MONTREAL, Dec. 19, 2025 (GLOBE NEWSWIRE) — Stingray Group Inc. (TSX: RAY.A; RAY.B) (“Stingray” or the “Company”), an industry leader in music and video content distribution, business services, and advertising solutions, announced today that it has closed its previously announced acquisition (the “Transaction”) of TuneIn Holdings, Inc. (“TuneIn”) after all conditions precedent to closing the Transaction have been satisfied.

“We are delighted to complete this strategic acquisition and officially welcome the TuneIn team to Stingray,” said Eric Boyko, President, Co-Founder and CEO of Stingray. “The combination strengthens our market position in the global audio landscape, expands our reach to millions of new listeners, and creates significant new opportunities for expansion. We are focused on seamlessly integrating TuneIn and executing our strategy to drive long-term growth.”

Total consideration for the Transaction is up to US$175 million in cash, consisting of US$150 million paid at closing and up to an additional US$25 million payable 12 months following the closing. The Transaction was financed through a US$150 million term loan under the Company’s renewed credit facility.

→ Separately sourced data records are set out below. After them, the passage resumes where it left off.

#[cfg(test)]
mod tests {
    use super::*;
    use rstest::rstest;

    #[rstest]
    #[case(b"StreamTitle='Artist - Song';StreamUrl='';", Some(&b"Artist - Song"[..]))]
    #[case(b"streamtitle='lower';", Some(&b"lower"[..]))]
    #[case(b"StreamTitle='';\0\0\0", Some(&b""[..]))]
    #[case(b"StreamUrl='http://example.com';", None)]
    #[case(b"\0StreamTitle='after nul';", None)]
    fn finds_stream_title(#[case] block: &[u8], #[case] expected: Option<&[u8]>) {
        assert_eq!(stream_title(block), expected);
    }

    #[test]
    fn copies_with_terminator() {
        let entry = MetadataEntry::new(vec![b'a', 0, b'b', 0], TextEncoding::Utf16);
        let mut buf = [0xffu8; 8];
        assert_eq!(copy_entry(&entry, &mut buf).unwrap(), (6, TextEncoding::Utf16));
        assert_eq!(&buf[..6], &[b'a', 0, b'b', 0, 0, 0]);
        assert_eq!(buf[6], 0xff);
    }

    #[test]
    fn reports_required_size() {
        let entry = MetadataEntry::new("title", TextEncoding::Ascii);
        let mut buf = [0u8; 5];
        assert!(matches!(
            copy_entry(&entry, &mut buf),
            Err(ParserError::InsufficientBufferSize { required: 6 })
        ));
    }

    #[test]
    fn images_have_no_terminator() {
        let entry = MetadataEntry::new(vec![0x89, b'P', b'N', b'G'], TextEncoding::Png);
        let mut buf = [0u8; 4];
        assert_eq!(copy_entry(&entry, &mut buf).unwrap(), (4, TextEncoding::Png));
    }

    #[test]
    fn unit_conversions() {
        assert_eq!(to_units(Duration::from_millis(1)), UNITS_PER_MS);
        assert_eq!(from_units(UNITS_PER_SECOND), Duration::from_secs(1));
    }
}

Stingray was advised by National Bank Capital Markets as financial advisor and Davies Ward Phillips & Vineberg LLP as legal counsel. Houlihan Lokey Capital, Inc. acted as financial advisor to TuneIn and Skadden, Arps, Slate, Meagher & Flom LLP acted as TuneIn’s legal counsel.

About Stingray 
Stingray Group Inc. (TSX: RAY.A; RAY.B), a global music, media, and technology company, is an industry leader in TV broadcasting, streaming, radio, business services, and advertising. Stingray provides an array of global music, digital, and advertising services to enterprise brands worldwide, including audio and video channels, 96 radio stations, subscription video-on-demand content, FAST channels, karaoke products and music apps, and in-car and on-board infotainment content. Stingray Business, a division of Stingray, provides commercial solutions in music, in-store advertising, digital signage, and AI-driven consumer insights and feedback. Stingray Advertising is North America’s largest retail audio advertising network, delivering digital audio messaging to more than 33,500 major retail locations. Stingray has close to 1,000 employees worldwide and reaches 540 million consumers in 160 countries. For more information, visit www.stingray.com.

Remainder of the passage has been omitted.